My next post will be to describe my process of creating a timetable for one day. In the meantime, I need to explain my choice of rolling stock. As you can tell from my choice of locos, I am basically set in the mid-1960s. So what are grouping vans and private owner open wagons doing here. Well, I only had a tight budget so purchased bulk sets on eBay. I am claiming Rule 1* here. The coaches are in three sets – Stanier Maroon for the local train; Mk1 maroon for the express and a maroon Siphon for express milk traffic to augment the daily milk run to the creamery.

  • Rule 1 – I’ts my railway so I run what I please (actually,I run what I have).
  • Rule 2 – I refer you to Rule 1.

Squeezed into the bedroom

I haven’t had a layout in my bedroom since I was 13. Mind you,then it was a little shelf layout against the wall that overhung my bed. At least, this time, it isn’t like that.

What is happening? Well, as explained, I have had to clear out my “hobby room” to make way for MIL to come and live with us. This has taken the best part of a week and a half to clear out and get most of my “stuff” into storage. How my wife puts up with me having so much “stuff” I will never know, but she does – and she encourages me to have my hobbies. I mentioned, in the previous post, that I was going to lay the railway on top of my desk. However, SWMBO came up with a plan. It is very good of her as she loses her dressing table top.  The idea is that she clears the top and then I can put my railway across that top and on over my computer desk into the corner. This is fine because the computer desk is a fancy adjustable height one that I was given as part of the Open University disabled students scheme.

Now that was settled, I could get on with rebuilding. My first step was to get some black 5mm foam core. I have found that this is more stable than the white as the foam core itself seems to be harder. Unfortunately, Hobbycraft don’t sell black so I had to pay the “real” price rather than their discounted one. Hobbycraft charge £12.00 for four sheets (used to be £10) and black foam core is £6.83 per A1 sheet. I needed three sheets.

Before I could start, however, I had to agree on a layout. As mentioned in my previous post, I was thinking of one of the layouts in the “Modelling Branch Lines” book. I finally settled on “Chagford” as amended by the author.  I laid all of this out on Anyrail using Peco N Gauge Finescale as I was unhappy with the fragile nature of the code 80. As the rail is buried in the sleepers for the code 50, it actually makes the track more robust. This is my final version of the plan.

Screen Shot 2018-05-20 at 15.46.07

The size is 72″ x 16″ with a small fiddle yard on the end.  This fits perfectly on the dressing table/desk combination with the exception of the fiddle yard, which might need some creative thinking! I printed this out in full size to ensure that the track went on correctly. Normally, I don’t need this because there is, somewhere on the layout, a straight that is parallel with the edge but there is no such thing here. I placed the printout over the boards and pushed pin holes through at the point sites.

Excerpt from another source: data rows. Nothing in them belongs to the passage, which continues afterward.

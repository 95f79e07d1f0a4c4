use anyhow::Result;
use async_trait::async_trait;
use parking_lot::{Mutex, RwLock};
use protobuf::Message as ProtobufMessage; // Import the trait for write_to_bytes
use raft::prelude::Message as RaftMessage;
use raft::prelude::MessageType;
use std::collections::HashMap;
use std::sync::Arc;
use std::time::Duration;
use tokio::sync::mpsc;
use tonic::transport::{Channel, Endpoint};
use tonic::{Request, Response, Status};

use crate::master::RaftPacket;
use crate::master::raft_transport_client::RaftTransportClient;
use crate::master::raft_transport_server::RaftTransport;

const PEER_QUEUE_DEPTH: usize = 1024;

/// Raft routing table: peer id to host. The raft ports are shared cluster-wide.
#[derive(Clone, Default)]
pub struct PeerStore {
    map: Arc<RwLock<HashMap<u64, String>>>,
}

impl PeerStore {
    pub fn new(initial: Vec<(u64, String)>) -> Self {
        Self {
            map: Arc::new(RwLock::new(initial.into_iter().collect())),
        }
    }

    pub fn resolve(&self, id: u64) -> Option<String> {
        self.map.read().get(&id).cloned()
    }

    pub fn upsert(&self, id: u64, host: String) {
        self.map.write().insert(id, host);
    }

    pub fn remove(&self, id: u64) {
        self.map.write().remove(&id);
    }
}

/// A delivery failure the raft loop should report back to the engine.
#[derive(Debug, Clone, Copy)]
pub struct Unreachable {
    pub to: u64,
    pub snapshot: bool,
}

/// Interface that delivers Raft messages to other nodes
#[async_trait]
pub trait Transport: Send + Sync + 'static {
    async fn send(&self, msg: RaftMessage) -> Result<()>;
}

#[derive(Clone)]
pub struct TransportConfig {
    pub group_id: u64,
    pub heartbeat_port: u16,
    pub replica_port: u16,
    pub connect_timeout: Duration,
}

/// Sends raft traffic over gRPC. Heartbeats go to the heartbeat port,
/// everything else to the replica port. Each peer has its own queue and
/// sender task so a dead peer never stalls the raft loop.
pub struct GrpcTransport {
    self_id: u64,
    cfg: TransportConfig,
    peers: PeerStore,
    loopback_tx: mpsc::Sender<RaftMessage>,
    report_tx: mpsc::UnboundedSender<Unreachable>,
    queues: Mutex<HashMap<u64, mpsc::Sender<RaftMessage>>>,
}

impl GrpcTransport {
    pub fn new(
        self_id: u64,
        cfg: TransportConfig,
        peers: PeerStore,
        loopback_tx: mpsc::Sender<RaftMessage>,
        report_tx: mpsc::UnboundedSender<Unreachable>,
    ) -> Self {
        Self {
            self_id,
            cfg,
            peers,
            loopback_tx,
            report_tx,
            queues: Mutex::new(HashMap::new()),
        }
    }

    pub fn peers(&self) -> &PeerStore {
        &self.peers
    }

    /// Drop the queue of a removed peer; its sender task exits once drained.
    pub fn forget(&self, id: u64) {
        self.queues.lock().remove(&id);
    }

    fn queue(&self, to: u64) -> mpsc::Sender<RaftMessage> {
        let mut queues = self.queues.lock();
        if let Some(tx) = queues.get(&to).filter(|tx| !tx.is_closed()) {
            return tx.clone();
        }
        let (tx, rx) = mpsc::channel(PEER_QUEUE_DEPTH);
        let sender = PeerSender {
            to,
            cfg: self.cfg.clone(),
            peers: self.peers.clone(),
            report_tx: self.report_tx.clone(),
            heartbeat: None,
            replica: None,
        };
        tokio::spawn(sender.run(rx));
        queues.insert(to, tx.clone());
        tx
    }
}

#[async_trait]
impl Transport for GrpcTransport {
    async fn send(&self, msg: RaftMessage) -> Result<()> {
        let to = msg.get_to();
        // Self-targeted messages take the loopback fast path
        if to == self.self_id {
            self.loopback_tx
                .try_send(msg)
                .map_err(|e| anyhow::anyhow!("loopback: {}", e))?;
            return Ok(());
        }
        let snapshot = msg.get_msg_type() == MessageType::MsgSnapshot;
        if let Err(e) = self.queue(to).try_send(msg) {
            tracing::debug!("raft queue to {} rejected message: {}", to, e);
            let _ = self.report_tx.send(Unreachable { to, snapshot });
        }
        Ok(())
    }
}

fn is_heartbeat(msg: &RaftMessage) -> bool {
    matches!(
        msg.get_msg_type(),
        MessageType::MsgHeartbeat | MessageType::MsgHeartbeatResponse
    )
}

struct PeerSender {
    to: u64,
    cfg: TransportConfig,
    peers: PeerStore,
    report_tx: mpsc::UnboundedSender<Unreachable>,
    heartbeat: Option<RaftTransportClient<Channel>>,
    replica: Option<RaftTransportClient<Channel>>,
}

impl PeerSender {
    async fn run(mut self, mut rx: mpsc::Receiver<RaftMessage>) {
        while let Some(msg) = rx.recv().await {
            let heartbeat = is_heartbeat(&msg);
            let snapshot = msg.get_msg_type() == MessageType::MsgSnapshot;
            if let Err(e) = self.deliver(msg, heartbeat).await {
                tracing::debug!("raft send to {} failed: {:#}", self.to, e);
                if heartbeat {
                    self.heartbeat = None;
                } else {
                    self.replica = None;
                }
                let _ = self.report_tx.send(Unreachable {
                    to: self.to,
                    snapshot,
                });
            }
        }
        tracing::debug!("raft sender for peer {} stopped", self.to);
    }

    async fn deliver(&mut self, msg: RaftMessage, heartbeat: bool) -> Result<()> {
        let data = msg.write_to_bytes()?;
        let mut client = self.client(heartbeat).await?;
        client
            .send(Request::new(RaftPacket {
                group_id: self.cfg.group_id,
                data,
            }))
            .await
            .map_err(|e| anyhow::anyhow!("gRPC send: {}", e))?;
        Ok(())
    }

    async fn client(&mut self, heartbeat: bool) -> Result<RaftTransportClient<Channel>> {
        let slot = if heartbeat {
            &mut self.heartbeat
        } else {
            &mut self.replica
        };
        if let Some(c) = slot.as_ref() {
            return Ok(c.clone());
        }
        let host = self
            .peers
            .resolve(self.to)
            .ok_or_else(|| anyhow::anyhow!("no route to id={}", self.to))?;
        let port = if heartbeat {
            self.cfg.heartbeat_port
        } else {
            self.cfg.replica_port
        };
        // Establish tonic Channel (needs http://)
        let ch = Endpoint::from_shared(format!("http://{host}:{port}"))?
            .connect_timeout(self.cfg.connect_timeout)
            .timeout(self.cfg.connect_timeout * 4)
            .connect()
            .await?;
        let client = RaftTransportClient::new(ch).max_encoding_message_size(MAX_RAFT_PACKET);
        *slot = Some(client.clone());
        Ok(client)
    }
}

pub const MAX_RAFT_PACKET: usize = 64 * 1024 * 1024;

/// Inbound side: routes packets to the raft loop of their group.
#[derive(Clone, Default)]
pub struct RaftService {
    groups: Arc<RwLock<HashMap<u64, mpsc::Sender<RaftMessage>>>>,
}

impl RaftService {
    pub fn new() -> Self {
        Self::default()
    }

    /// Returns false when the group already has a route.
    pub fn register(&self, group_id: u64, tx: mpsc::Sender<RaftMessage>) -> bool {
        let mut groups = self.groups.write();
        if groups.contains_key(&group_id) {
            return false;
        }
        groups.insert(group_id, tx);
        true
    }

    pub fn unregister(&self, group_id: u64) {
        self.groups.write().remove(&group_id);
    }

    pub fn contains(&self, group_id: u64) -> bool {
        self.groups.read().contains_key(&group_id)
    }
}

#[tonic::async_trait]
impl RaftTransport for RaftService {
    async fn send(&self, req: Request<RaftPacket>) -> std::result::Result<Response<()>, Status> {
        let packet = req.into_inner();
        let msg = RaftMessage::parse_from_bytes(&packet.data)
            .map_err(|_| Status::invalid_argument("decode raft message"))?;
        let tx = self
            .groups
            .read()
            .get(&packet.group_id)
            .cloned()
            .ok_or_else(|| Status::not_found(format!("unknown group {}", packet.group_id)))?;
        tx.try_send(msg)
            .map_err(|_| Status::unavailable("node busy/dropped"))?;
        Ok(Response::new(()))
    }
}

#[cfg(test)]
mod tests {
    use super::*;

    fn message(to: u64, kind: MessageType) -> RaftMessage {
        let mut m = RaftMessage::default();
        m.to = to;
        m.from = 1;
        m.set_msg_type(kind);
        m
    }

    #[test]
    fn test_heartbeats_are_classified() {
        assert!(is_heartbeat(&message(2, MessageType::MsgHeartbeat)));
        assert!(is_heartbeat(&message(2, MessageType::MsgHeartbeatResponse)));
        assert!(!is_heartbeat(&message(2, MessageType::MsgAppend)));
        assert!(!is_heartbeat(&message(2, MessageType::MsgSnapshot)));
    }

    #[tokio::test]
    async fn test_loopback_and_unreachable_peer() {
        let (loop_tx, mut loop_rx) = mpsc::channel(8);
        let (report_tx, mut report_rx) = mpsc::unbounded_channel();
        let transport = GrpcTransport::new(
            1,
            TransportConfig {
                group_id: 1,
                // nothing listens on port 1
                heartbeat_port: 1,
                replica_port: 1,
                connect_timeout: Duration::from_millis(200),
            },
            PeerStore::new(vec![(2, "127.0.0.1".to_string())]),
            loop_tx,
            report_tx,
        );

        transport
            .send(message(1, MessageType::MsgAppend))
            .await
            .unwrap();
        assert_eq!(loop_rx.recv().await.unwrap().get_to(), 1);

        transport
            .send(message(2, MessageType::MsgAppend))
            .await
            .unwrap();
        let report = tokio::time::timeout(Duration::from_secs(5), report_rx.recv())
            .await
            .unwrap()
            .unwrap();
        assert_eq!(report.to, 2);
        assert!(!report.snapshot);
    }

    #[tokio::test]
    async fn test_service_routes_by_group() {
        let service = RaftService::new();
        let (tx, mut rx) = mpsc::channel(4);
        assert!(service.register(1, tx.clone()));
        assert!(!service.register(1, tx));

        let data = message(1, MessageType::MsgHeartbeat).write_to_bytes().unwrap();
        service
            .send(Request::new(RaftPacket {
                group_id: 1,
                data: data.clone(),
            }))
            .await
            .unwrap();
        assert_eq!(
            rx.recv().await.unwrap().get_msg_type(),
            MessageType::MsgHeartbeat
        );

        let err = service
            .send(Request::new(RaftPacket { group_id: 9, data }))
            .await
            .unwrap_err();
        assert_eq!(err.code(), tonic::Code::NotFound);
    }
}
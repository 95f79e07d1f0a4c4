//! Master configuration.
//!
//! The raw configuration is a flat key/value set (read from a TOML file);
//! [`ClusterConfig::validate`] turns it into the typed, defaulted value every
//! component receives by reference. Validation runs in two passes:
//!
//! 1. the *required* pass: missing identity/network/storage keys and
//!    unparsable values are fatal (`InvalidConfig`);
//! 2. the *floor* pass: tunables below their documented floor are replaced by
//!    the documented default.

use std::collections::BTreeMap;
use std::fmt::Display;
use std::net::IpAddr;
use std::path::{Path, PathBuf};
use std::str::FromStr;
use std::sync::OnceLock;
use std::time::Duration;

use regex::Regex;

use super::{Error, Result};

// configuration keys
pub const KEY_ID: &str = "id";
pub const KEY_CLUSTER_NAME: &str = "clusterName";
pub const KEY_IP: &str = "ip";
pub const KEY_PORT: &str = "port";
pub const KEY_WAL_DIR: &str = "walDir";
pub const KEY_STORE_DIR: &str = "storeDir";
pub const KEY_PEERS: &str = "peers";
pub const KEY_LOG_LEVEL: &str = "logLevel";
pub const KEY_HEARTBEAT_PORT: &str = "heartbeatPort";
pub const KEY_REPLICA_PORT: &str = "replicaPort";
pub const KEY_RETAIN_LOGS: &str = "retainLogs";
pub const KEY_TICK_INTERVAL: &str = "tickInterval";
pub const KEY_ELECTION_TICK: &str = "electionTick";
pub const KEY_RAFT_RECV_BUF_SIZE: &str = "raftRecvBufSize";
pub const KEY_STARTUP_TIMEOUT: &str = "startupTimeout";
pub const KEY_FAULT_DOMAIN: &str = "faultDomain";
pub const KEY_DOMAIN_BUILD_AS_POSSIBLE: &str = "faultDomainBuildAsPossible";
pub const KEY_DOMAIN_GRP_BATCH_CNT: &str = "faultDomainGrpBatchCnt";
pub const KEY_NODE_SET_CAPACITY: &str = "nodeSetCap";
pub const KEY_META_NODE_RESERVED_MEM: &str = "metaNodeReservedMem";
pub const KEY_MISSING_DP_INTERVAL: &str = "missingDataPartitionInterval";
pub const KEY_DP_TIMEOUT_SEC: &str = "dataPartitionTimeOutSec";
pub const KEY_DPS_TO_LOAD: &str = "numberOfDataPartitionsToLoad";
pub const KEY_SECONDS_TO_FREE_DP: &str = "secondsToFreeDataPartitionAfterLoad";

pub const DEFAULT_HEARTBEAT_PORT: u16 = 5901;
pub const DEFAULT_REPLICA_PORT: u16 = 5902;
pub const MIN_UNPRIVILEGED_PORT: i64 = 1024;
pub const DEFAULT_RETAIN_LOGS: u64 = 20000;
pub const DEFAULT_TICK_INTERVAL_MS: u64 = 500;
pub const MIN_TICK_INTERVAL_MS: i64 = 300;
pub const DEFAULT_ELECTION_TICK: usize = 5;
pub const MIN_ELECTION_TICK: i64 = 3;
pub const DEFAULT_RAFT_RECV_BUF_SIZE: usize = 2048;
pub const DEFAULT_STARTUP_TIMEOUT_SECS: u64 = 30;
pub const DEFAULT_NODE_SET_CAPACITY: usize = 18;
pub const MIN_NODE_SET_CAPACITY: i64 = 3;
pub const DEFAULT_META_NODE_RESERVED_MEM: u64 = 1024 * 1024 * 1024;
pub const MIN_META_NODE_RESERVED_MEM: i64 = 32 * 1024 * 1024;
pub const DEFAULT_DOMAIN_GRP_BATCH_CNT: usize = 3;
pub const DEFAULT_MISSING_DP_INTERVAL_SECS: i64 = 24 * 3600;
pub const DEFAULT_DP_TIMEOUT_SECS: i64 = 600;
pub const MIN_DPS_TO_LOAD: usize = 40;
pub const DEFAULT_SECONDS_TO_FREE_DP: i64 = 300;
pub const DEFAULT_LOG_LEVEL: &str = "info";

/// Flat key/value configuration as supplied by the operator.
///
/// Unrecognized keys are kept but never consulted.
#[derive(Debug, Clone, Default, PartialEq, Eq)]
pub struct RawConfig {
    values: BTreeMap<String, String>,
}

impl RawConfig {
    pub fn new() -> Self {
        Self::default()
    }

    pub fn from_file<P: AsRef<Path>>(path: P) -> Result<Self> {
        let content = std::fs::read_to_string(path.as_ref()).map_err(|e| {
            Error::InvalidConfig(format!(
                "failed to read {}: {}",
                path.as_ref().display(),
                e
            ))
        })?;
        Self::from_toml_str(&content)
    }

    /// Top-level scalars become string values; tables and arrays are ignored.
    pub fn from_toml_str(content: &str) -> Result<Self> {
        let table: toml::Table = toml::from_str(content)
            .map_err(|e| Error::InvalidConfig(format!("failed to parse config: {e}")))?;
        let mut raw = Self::new();
        for (key, value) in table {
            let rendered = match value {
                toml::Value::String(s) => s,
                toml::Value::Integer(i) => i.to_string(),
                toml::Value::Float(f) => f.to_string(),
                toml::Value::Boolean(b) => b.to_string(),
                toml::Value::Datetime(d) => d.to_string(),
                toml::Value::Array(_) | toml::Value::Table(_) => {
                    tracing::debug!("ignoring non-scalar config key {}", key);
                    continue;
                }
            };
            raw.values.insert(key, rendered);
        }
        Ok(raw)
    }

    pub fn set<K: Into<String>, V: Into<String>>(&mut self, key: K, value: V) -> &mut Self {
        self.values.insert(key.into(), value.into());
        self
    }

    pub fn with<K: Into<String>, V: Into<String>>(mut self, key: K, value: V) -> Self {
        self.set(key, value);
        self
    }

    /// Trimmed value, `None` when absent or blank.
    pub fn get(&self, key: &str) -> Option<&str> {
        self.values
            .get(key)
            .map(|v| v.trim())
            .filter(|v| !v.is_empty())
    }
}

/// A replication peer: `id@host:port`, where `host:port` is the peer's
/// management address.
#[derive(Debug, Clone, PartialEq, Eq, Hash)]
pub struct PeerAddr {
    pub id: u64,
    pub host: String,
    pub port: u16,
}

impl PeerAddr {
    pub fn addr(&self) -> String {
        format!("{}:{}", self.host, self.port)
    }
}

impl FromStr for PeerAddr {
    type Err = Error;

    fn from_str(s: &str) -> Result<Self> {
        let (id, addr) = s
            .trim()
            .split_once('@')
            .ok_or_else(|| Error::InvalidConfig(format!("peer '{s}' is not id@host:port")))?;
        let id: u64 = id
            .parse()
            .map_err(|e| Error::InvalidConfig(format!("peer '{s}' has bad id: {e}")))?;
        let (host, port) = split_host_port(addr)
            .ok_or_else(|| Error::InvalidConfig(format!("peer '{s}' has bad address")))?;
        Ok(Self { id, host, port })
    }
}

pub(crate) fn split_host_port(addr: &str) -> Option<(String, u16)> {
    let (host, port) = addr.rsplit_once(':')?;
    if host.is_empty() {
        return None;
    }
    let port = port.parse().ok()?;
    Some((host.to_string(), port))
}
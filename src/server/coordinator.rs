//! Leadership and membership coordination.
//!
//! Receives the state machine's leader, peer and snapshot notifications and
//! turns them into [`LeaderInfo`] updates and domain side effects. Handlers
//! run inline on the raft loop, so they only swap pointers, touch small maps
//! and spawn or abort tasks.

use std::collections::BTreeMap;
use std::sync::{Arc, OnceLock, Weak};

use arc_swap::ArcSwap;
use parking_lot::RwLock;

use crate::common::{Error, PeerAddr, Result};
use crate::metadata::handler::{
    LeaderChange, LeaderChangeHandler, PeerChange, PeerChangeHandler, PeerChangeKind,
    SnapshotAppliedHandler,
};
use crate::server::cluster::Cluster;

/// Who leads the metadata partition, as last observed here.
#[derive(Debug, Clone, Default, PartialEq, Eq)]
pub struct LeaderInfo {
    pub leader_id: u64,
    /// Management address of the leader; empty when unknown.
    pub addr: String,
    pub term: u64,
    pub is_self: bool,
}

pub struct Coordinator {
    node_id: u64,
    leader: ArcSwap<LeaderInfo>,
    addresses: RwLock<BTreeMap<u64, String>>,
    cluster: OnceLock<Weak<Cluster>>,
}

impl Coordinator {
    pub fn new(node_id: u64, peers: &[PeerAddr]) -> Self {
        Self {
            node_id,
            leader: ArcSwap::from_pointee(LeaderInfo::default()),
            addresses: RwLock::new(peers.iter().map(|p| (p.id, p.addr())).collect()),
            cluster: OnceLock::new(),
        }
    }

    pub fn leader_info(&self) -> Arc<LeaderInfo> {
        self.leader.load_full()
    }

    /// Mutating requests are only accepted by the leader.
    pub fn is_ready(&self) -> bool {
        self.leader.load().is_self
    }

    pub fn ensure_leader(&self) -> Result<()> {
        let info = self.leader.load();
        if info.is_self {
            return Ok(());
        }
        Err(Error::NotLeader {
            leader: (!info.addr.is_empty()).then(|| info.addr.clone()),
        })
    }

    pub fn peers(&self) -> Vec<(u64, String)> {
        self.addresses
            .read()
            .iter()
            .map(|(id, addr)| (*id, addr.clone()))
            .collect()
    }

    /// Hand over the cluster subsystem. Starts its scheduling right away when
    /// leadership was won before the subsystem existed.
    ///
    /// Only a weak reference is kept: the state machine owns this coordinator
    /// and the cluster owns the state machine.
    pub fn attach_cluster(&self, cluster: &Arc<Cluster>) -> Result<()> {
        self.cluster
            .set(Arc::downgrade(cluster))
            .map_err(|_| Error::AlreadyRegistered("cluster"))?;
        if self.is_ready() {
            cluster.start_scheduling();
        }
        Ok(())
    }

    fn cluster(&self) -> Option<Arc<Cluster>> {
        self.cluster.get().and_then(Weak::upgrade)
    }
}

impl LeaderChangeHandler for Coordinator {
    fn on_leader_change(&self, change: LeaderChange) {
        let addr = self
            .addresses
            .read()
            .get(&change.leader_id)
            .cloned()
            .unwrap_or_default();
        let next = LeaderInfo {
            leader_id: change.leader_id,
            addr,
            term: change.term,
            is_self: change.leader_id != 0 && change.leader_id == self.node_id,
        };
        let became_leader = next.is_self;
        let prev = self.leader.swap(Arc::new(next));

        match (prev.is_self, became_leader) {
            (false, true) => {
                tracing::info!("became leader at term {}", change.term);
                if let Some(cluster) = self.cluster() {
                    cluster.start_scheduling();
                }
            }
            (true, false) => {
                tracing::warn!(
                    "lost leadership at term {}, new leader {}",
                    change.term,
                    change.leader_id
                );
                if let Some(cluster) = self.cluster() {
                    cluster.stop_scheduling();
                }
            }
            _ if prev.leader_id != change.leader_id => {
                tracing::info!(
                    "following leader {} at term {}",
                    change.leader_id,
                    change.term
                );
            }
            _ => {}
        }
    }
}

impl PeerChangeHandler for Coordinator {
    fn on_peer_change(&self, change: &PeerChange) {
        let mut addresses = self.addresses.write();
        match change.kind {
            PeerChangeKind::Add => {
                addresses.insert(change.id, change.addr.clone());
            }
            PeerChangeKind::Remove => {
                addresses.remove(&change.id);
            }
        }
        tracing::info!(
            "peer {:?} {} {}, members now {:?}",
            change.kind,
            change.id,
            change.addr,
            addresses.keys().collect::<Vec<_>>()
        );
    }
}

impl SnapshotAppliedHandler for Coordinator {
    fn on_snapshot_applied(&self, applied_index: u64) {
        tracing::info!("metadata replaced by snapshot at {}", applied_index);
        if let Some(cluster) = self.cluster() {
            cluster.on_snapshot_applied();
        }
    }
}

#[cfg(test)]
mod tests {
    use super::*;

    fn peers() -> Vec<PeerAddr> {
        (1..=3)
            .map(|id| PeerAddr {
                id,
                host: format!("10.0.0.{id}"),
                port: 17010,
            })
            .collect()
    }

    #[test]
    fn test_leader_then_follower_ends_on_final_leader() {
        let c = Coordinator::new(1, &peers());
        let before = c.leader_info();
        assert_eq!(*before, LeaderInfo::default());

        c.on_leader_change(LeaderChange {
            leader_id: 1,
            term: 2,
        });
        assert!(c.is_ready());
        c.on_leader_change(LeaderChange {
            leader_id: 3,
            term: 3,
        });

        let after = c.leader_info();
        assert_eq!(
            *after,
            LeaderInfo {
                leader_id: 3,
                addr: "10.0.0.3:17010".into(),
                term: 3,
                is_self: false,
            }
        );
        assert!(!c.is_ready());
        match c.ensure_leader() {
            Err(Error::NotLeader { leader }) => assert_eq!(leader.as_deref(), Some("10.0.0.3:17010")),
            other => panic!("unexpected {other:?}"),
        }
    }

    #[test]
    fn test_unknown_leader_has_no_address() {
        let c = Coordinator::new(1, &peers());
        c.on_leader_change(LeaderChange {
            leader_id: 0,
            term: 5,
        });
        assert!(matches!(
            c.ensure_leader(),
            Err(Error::NotLeader { leader: None })
        ));
    }

    #[test]
    fn test_peer_changes_update_address_book() {
        let c = Coordinator::new(1, &peers());
        c.on_peer_change(&PeerChange {
            kind: PeerChangeKind::Add,
            id: 4,
            addr: "10.0.0.4:17010".into(),
        });
        c.on_peer_change(&PeerChange {
            kind: PeerChangeKind::Remove,
            id: 2,
            addr: String::new(),
        });
        let ids: Vec<u64> = c.peers().into_iter().map(|(id, _)| id).collect();
        assert_eq!(ids, vec![1, 3, 4]);

        c.on_leader_change(LeaderChange {
            leader_id: 4,
            term: 9,
        });
        assert_eq!(c.leader_info().addr, "10.0.0.4:17010");
    }
}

Everything is on hold for the moment as I have two deliveries coming tomorrow. One is for a reel of multicoloured solid core wire. I know that solid core isn’t liked but I get on OK with it and it is easier to get into Cobalt motor connections than multi-core, which you have to twist up carefully or bits stick out. The second one is a couple of right hand points coming from Hattons. I would normally buy these from my LHS but, when I bought the main stock of rail last week, they didn’t have enough of these for me. These are coming because I bought a double slip, as required by the plan in the book but hit some snags. I am not used to using electrofrog points in the way that most N Gaugers use them so I set up a test bed to understand how it was done. First I set up a point like this:


Usually, I wire the running rails to the stock rails, cut a break in the frog and wire it from the Cobalt motor. This time, I just set it up to use the stock rail connection for the feed. With the Cobalt installed and no frog feed, this worked first time. I then set it up to use the double slip.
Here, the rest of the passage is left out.